I am so disappointed. Not one suggestion on what to do with an argumentative (with me) child? Surely someone out there has dealt with this? or maybe nobody is reading?

I knew I forgot something on my random thoughts. We thought the Panasonic guy was going to come next week to set us up with our Living in HD products. Unfortunately, Mark called the other day to check in on our TV stand. It was supposed to be delivered last week. We were then informed (after WE called) that it will be another three weeks. So we have a delay. :( Mark is in New York right now. I told him to run by Panasonic and see if they will at least give us one of the digital cameras so he can take pictures of New York. Our oldest would be in awe!
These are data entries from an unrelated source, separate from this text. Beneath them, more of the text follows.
//! SQL schema and migrations for the casedesk SQLite store.
//!
//! Migrations are additive and gated on `PRAGMA user_version`: migration `i`
//! (0-based) brings the database to version `i + 1`. Existing rows survive
//! every upgrade.

use rusqlite::Connection;

/// Connection-level settings applied on every open.
pub const PRAGMAS: &str = "
PRAGMA journal_mode = WAL;
PRAGMA foreign_keys = ON;
";

/// Version 1: the initial column set.
const V1: &str = "
CREATE TABLE IF NOT EXISTS cases (
    case_id                 TEXT PRIMARY KEY,       -- CASE-0001
    seller_id               INTEGER NOT NULL,
    seller_name             TEXT NOT NULL,
    specialist_id           TEXT NOT NULL,
    specialist_name         TEXT NOT NULL,
    marketplace             TEXT NOT NULL,
    case_source             TEXT NOT NULL,
    case_status             TEXT NOT NULL,          -- derived from last_sub_status
    workstream              TEXT NOT NULL,
    listing_start_date      TEXT,                   -- YYYY-MM-DD
    listing_completion_date TEXT,                   -- YYYY-MM-DD
    issue_type              TEXT NOT NULL,
    complexity              TEXT NOT NULL,
    priority                TEXT NOT NULL,
    api_area                TEXT NOT NULL,
    integration_type        TEXT NOT NULL,
    seller_type             TEXT NOT NULL,
    notes                   TEXT NOT NULL DEFAULT '',
    last_sub_status         TEXT NOT NULL
);

-- Updates are strictly append-only.
-- No UPDATE or DELETE is ever issued against this table.
CREATE TABLE IF NOT EXISTS updates (
    update_id  INTEGER PRIMARY KEY AUTOINCREMENT,
    case_id    TEXT NOT NULL REFERENCES cases(case_id),
    note       TEXT NOT NULL,
    author     TEXT NOT NULL,
    timestamp  TEXT NOT NULL,                       -- RFC 3339 UTC, micros
    sub_status TEXT NOT NULL
);

CREATE INDEX IF NOT EXISTS updates_case_idx      ON updates(case_id);
CREATE INDEX IF NOT EXISTS updates_timestamp_idx ON updates(timestamp);
CREATE INDEX IF NOT EXISTS cases_status_idx      ON cases(case_status);
";

/// Version 2: external reference, feedback, satisfaction and timestamps.
const V2: &str = "
ALTER TABLE cases ADD COLUMN case_reference     TEXT;
ALTER TABLE cases ADD COLUMN feedback_received  INTEGER NOT NULL DEFAULT 0;
ALTER TABLE cases ADD COLUMN satisfaction_score REAL;
ALTER TABLE cases ADD COLUMN created_at         TEXT NOT NULL DEFAULT '1970-01-01T00:00:00.000000Z';
ALTER TABLE cases ADD COLUMN updated_at         TEXT NOT NULL DEFAULT '1970-01-01T00:00:00.000000Z';

CREATE INDEX IF NOT EXISTS cases_updated_idx ON cases(updated_at);
";

/// Every migration, in order.
pub const MIGRATIONS: &[&str] = &[V1, V2];

/// The version a fully migrated database reports.
pub const CURRENT_VERSION: u32 = MIGRATIONS.len() as u32;

/// Bring `conn` up to [`CURRENT_VERSION`]; returns the version it started at.
pub fn migrate(conn: &mut Connection) -> rusqlite::Result<u32> {
  conn.execute_batch(PRAGMAS)?;

  let start: u32 = conn.query_row("PRAGMA user_version", [], |r| r.get(0))?;
  for (index, sql) in MIGRATIONS.iter().enumerate().skip(start as usize) {
    let tx = conn.transaction()?;
    tx.execute_batch(sql)?;
    tx.execute_batch(&format!("PRAGMA user_version = {}", index + 1))?;
    tx.commit()?;
  }
  Ok(start)
}

/// Apply only the first `version` migrations. Used to fabricate old
/// databases in tests.
#[cfg(test)]
pub fn migrate_to(conn: &mut Connection, version: u32) -> rusqlite::Result<()> {
  conn.execute_batch(PRAGMAS)?;
  for (index, sql) in MIGRATIONS.iter().enumerate().take(version as usize) {
    conn.execute_batch(sql)?;
    conn.execute_batch(&format!("PRAGMA user_version = {}", index + 1))?;
  }
  Ok(())
}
Before I go, I just have to give a little thanks for Child 2. She was a HUGE help tonight. I was trying to get dinner ready, take care of a teacher gift, clean up, etc. She was right there, ready to pour milk, ready to tend to her little brother, etc. I enjoy watching her with him. She is a natural "mommy". She can carry him on her hip, put him in his chair, get his toothbrush ready for me. I just don't think I say it enough, how much I appreciate her!

I would love to sit and chat some more, but I must get some sleep. It will be morning before I know it...if we don't float away before then!
Reba
PS I started a part 2 for a "Day in the Life" but got sidetracked with some chores. I will continue tomorrow...

2 comments:

  1. I am a bit behind in reading blog posts. Like you, I've probably bitten off more than I can chew :-)
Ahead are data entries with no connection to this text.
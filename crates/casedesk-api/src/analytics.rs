//! Handlers for `/analytics`, `/breakdown` and `/dashboard`.

use axum::{
  Json,
  extract::{Query, State},
};
use casedesk_core::{
  store::{AggregateResult, Aggregation, BreakdownRow, CaseFilter, CaseStore, GroupField},
  vocab::CaseStatus,
  wire::DashboardSummary,
};
use casedesk_extract::ChatBackend;
use chrono::Utc;
use serde::Deserialize;

use crate::{AppState, error::ApiError, params::FilterParams};

// ─── Analytics ───────────────────────────────────────────────────────────────

#[derive(Debug, Deserialize)]
pub struct AnalyticsParams {
  #[serde(flatten)]
  pub filter:   FilterParams,
  pub group_by: Option<String>,
}

/// `GET /analytics[?group_by=marketplace][&<filters>]`
pub async fn aggregate<S, B>(
  State(state): State<AppState<S, B>>,
  Query(params): Query<AnalyticsParams>,
) -> Result<Json<AggregateResult>, ApiError>
where
  S: CaseStore + 'static,
  B: ChatBackend + 'static,
{
  let group_by = params
    .group_by
    .as_deref()
    .filter(|s| !s.trim().is_empty())
    .map(str::parse::<GroupField>)
    .transpose()?;
  let query = Aggregation {
    filter: params.filter.to_filter()?,
    group_by,
  };
  let result = state.store.aggregate(&query).await.map_err(ApiError::store)?;
  Ok(Json(result))
}

// ─── Breakdown ───────────────────────────────────────────────────────────────

/// `GET /breakdown[?listing_from=..&listing_to=..][&created_from=..&created_to=..]`
pub async fn breakdown<S, B>(
  State(state): State<AppState<S, B>>,
  Query(params): Query<FilterParams>,
) -> Result<Json<Vec<BreakdownRow>>, ApiError>
where
  S: CaseStore + 'static,
  B: ChatBackend + 'static,
{
  let filter = params.to_filter()?;
  let rows = state.store.breakdown(&filter).await.map_err(ApiError::store)?;
  Ok(Json(rows))
}

// ─── Dashboard ───────────────────────────────────────────────────────────────

/// `GET /dashboard`
pub async fn dashboard<S, B>(
  State(state): State<AppState<S, B>>,
) -> Result<Json<DashboardSummary>, ApiError>
where
  S: CaseStore + 'static,
  B: ChatBackend + 'static,
{
  let summary = summarise(state.store.as_ref())
    .await
    .map_err(ApiError::store)?;
  Ok(Json(summary))
}

/// Headline metrics and chart series over every case.
pub async fn summarise<S: CaseStore>(store: &S) -> Result<DashboardSummary, S::Error> {
  let by = |field| Aggregation {
    filter:   CaseFilter::default(),
    group_by: Some(field),
  };

  let by_status = store.aggregate(&by(GroupField::CaseStatus)).await?;
  let by_marketplace = store.aggregate(&by(GroupField::Marketplace)).await?;
  let by_priority = store.aggregate(&by(GroupField::Priority)).await?;
  let by_api_area = store.aggregate(&by(GroupField::ApiArea)).await?;

  let midnight = Utc::now()
    .date_naive()
    .and_hms_opt(0, 0, 0)
    .map(|dt| dt.and_utc())
    .unwrap_or_else(Utc::now);
  let updates_today = store.count_updates_since(midnight).await?;

  let closed = [CaseStatus::Completed.as_str(), CaseStatus::Cancelled.as_str()];
  let open_cases = by_status
    .groups
    .iter()
    .filter(|g| !closed.contains(&g.key.as_str()))
    .map(|g| g.count)
    .sum();

  Ok(DashboardSummary {
    total_cases: by_status.total,
    open_cases,
    most_common_priority: by_priority.groups.first().map(|g| g.key.clone()),
    marketplaces_in_use: by_marketplace.groups.len() as u64,
    updates_today,
    by_status: by_status.groups,
    by_marketplace: by_marketplace.groups,
    by_priority: by_priority.groups,
    by_api_area: by_api_area.groups,
  })
}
    Is this child argumentative or is this child debating? To me there is a huge difference between the two.

    We had a child who wanted to debate everything, which some might consider arguing. It was very important to him that he be heard and allowed to make his point. I only considered it argumentative when it crossed the line into disrespect. As long as he wanted to give us his point of view or perspective, we would allow him to do just that. We wanted him to know that his point of view was important, because it was his point of view. If the debate crossed the line into disrespect, the conversation was over until he could discuss things calmly. Believe me, this was a challenge for me. I was raised by parents who wanted to "control" their children. It took me a long time to learn that it wasn't my job to "control" anyone but myself. I certainly stumbled a lot along the way. Even though he didn't always 'win' the debate, I did try very hard to allow this particular child the opportunity to express his thoughts and feelings. It was certainly a learning opportunity for both of us and for a long time he wanted to be a lawyer. I have no doubt he would have made a good trial lawyer :-)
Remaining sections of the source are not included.